With broad based equity exchange traded funds such as SPDR S&P 500 (NYSEArca: SPY) and iShares Russell 2000 (NYSEArca: IWM) finishing well off the intraday lows touched on Tuesday of last week, we did see some signs of a rotation away from Treasury ETFs and back into equities.

For instance, Direxion Daily 30 Year Treasury Bear 3X (NYSEArca: TMV) and ProShares UltraShort 20+ Year Treasury (NYSEArca: TBT) saw inflows on increased volume especially in the latter half of the week while iShares Barclays 20+ Year Treasury Bond (NYSEArca: TLT) sold off rather sharply after reaching new highs on Tuesday. [Treasury ETFs Fall as Investors Regain Risk Appetite]

We also witnessed call buying in TBT which is equivalent to getting long the bearish ETF itself (and getting short long term Treasuries) and betting against a continued price increase (yield decrease) in longer dated Treasury bonds.

Interestingly, SPDR Barclays Capital 1-3 Month T-Bill (NYSEArca: BIL) saw inflows last week, to the tune of well over $8 billion. [BIL Buying]

BIL is generally used as a short term “cash” tool by institutional managers whom may be simply waiting out the volatility and looking for a re-entry point in the equity markets.
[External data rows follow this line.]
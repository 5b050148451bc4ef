//! Cart item type.

use rust_decimal::Decimal;
use serde::{Deserialize, Serialize};

use super::id::ProductId;

/// Errors that can occur when building a [`CartItem`].
#[derive(thiserror::Error, Debug, Clone, PartialEq, Eq)]
pub enum CartItemError {
    /// The id is an empty string.
    #[error("cart item id cannot be empty")]
    EmptyId,
    /// The price is below zero.
    #[error("cart item price cannot be negative: {0}")]
    NegativePrice(Decimal),
}

/// One product placed in the cart.
///
/// ## Constraints
///
/// - `id` must not be an empty string
/// - `price` must not be negative
///
/// `name` and `image_src` are opaque and never inspected.
///
/// ## Examples
///
/// ```
/// use corner_shop_core::{CartItem, ProductId};
/// use rust_decimal::Decimal;
///
/// let item = CartItem::new("p1", "Widget", Decimal::new(999, 2), "w.png").unwrap();
/// assert_eq!(item.id(), &ProductId::from("p1"));
///
/// assert!(CartItem::new("p2", "Refund", Decimal::new(-1, 0), "r.png").is_err());
/// ```
#[derive(Debug, Clone, PartialEq, Eq, Serialize, Deserialize)]
#[serde(try_from = "CartItemFields")]
pub struct CartItem {
    id: ProductId,
    name: String,
    price: Decimal,
    image_src: String,
}

impl CartItem {
    /// Build a validated cart item.
    ///
    /// # Errors
    ///
    /// Returns `CartItemError::EmptyId` for an empty text id and
    /// `CartItemError::NegativePrice` for a price below zero.
    pub fn new(
        id: impl Into<ProductId>,
        name: impl Into<String>,
        price: Decimal,
        image_src: impl Into<String>,
    ) -> Result<Self, CartItemError> {
        let id = id.into();
        if id.is_empty() {
            return Err(CartItemError::EmptyId);
        }
        if price.is_sign_negative() && !price.is_zero() {
            return Err(CartItemError::NegativePrice(price));
        }

        Ok(Self {
            id,
            name: name.into(),
            price,
            image_src: image_src.into(),
        })
    }

    #[must_use]
    pub const fn id(&self) -> &ProductId {
        &self.id
    }

    #[must_use]
    pub fn name(&self) -> &str {
        &self.name
    }

    #[must_use]
    pub const fn price(&self) -> Decimal {
        self.price
    }

    #[must_use]
    pub fn image_src(&self) -> &str {
        &self.image_src
    }
}

/// Unvalidated wire shape; deserialization routes through [`CartItem::new`].
#[derive(Deserialize)]
struct CartItemFields {
    id: ProductId,
    name: String,
    price: Decimal,
    image_src: String,
}

impl TryFrom<CartItemFields> for CartItem {
    type Error = CartItemError;

    fn try_from(fields: CartItemFields) -> Result<Self, Self::Error> {
        Self::new(fields.id, fields.name, fields.price, fields.image_src)
    }
}

#[cfg(test)]
#[allow(clippy::unwrap_used)]
mod tests {
    use super::*;

    #[test]
    fn test_new_valid() {
        let item = CartItem::new("p1", "Widget", Decimal::new(999, 2), "w.png").unwrap();
        assert_eq!(item.id(), &ProductId::from("p1"));
        assert_eq!(item.name(), "Widget");
        assert_eq!(item.price(), Decimal::new(999, 2));
        assert_eq!(item.image_src(), "w.png");
    }

    #[test]
    fn test_zero_price_allowed() {
        assert!(CartItem::new(3_i64, "Sample", Decimal::ZERO, "s.png").is_ok());
    }

    #[test]
    fn test_negative_price_rejected() {
        assert!(matches!(
            CartItem::new("p1", "Widget", Decimal::new(-1, 2), "w.png"),
            Err(CartItemError::NegativePrice(_))
        ));
    }

    #[test]
    fn test_empty_id_rejected() {
        assert!(matches!(
            CartItem::new("", "Widget", Decimal::ONE, "w.png"),
            Err(CartItemError::EmptyId)
        ));
    }

    #[test]
    fn test_deserialize_validates() {
        let ok: CartItem = serde_json::from_str(
            r#"{"id":1,"name":"Widget","price":"2.50","image_src":"w.png"}"#,
        )
        .unwrap();
        assert_eq!(ok.id(), &ProductId::Number(1));
        assert_eq!(ok.price(), Decimal::new(250, 2));

        let bad = serde_json::from_str::<CartItem>(
            r#"{"id":"p1","name":"Widget","price":"-2.50","image_src":"w.png"}"#,
        );
        assert!(bad.is_err());
    }
}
That said, the assets in BIL are rarely “sticky,” and can mobilize at a moment’s notice.

IWM, the small-cap ETF, continued to see inflows despite the week’s volatility, and we noted last week a clear shift from larger cap equities and into smaller caps via IWM at least in terms of inflows/outflows that we witnessed.

Continued evidence in this is seen in the large outflows on the week that occurred in the S&P 500-tracking SPY (well over $1 billion) and PowerShares QQQ (NasdaqGM: QQQ) with approximately $600 million.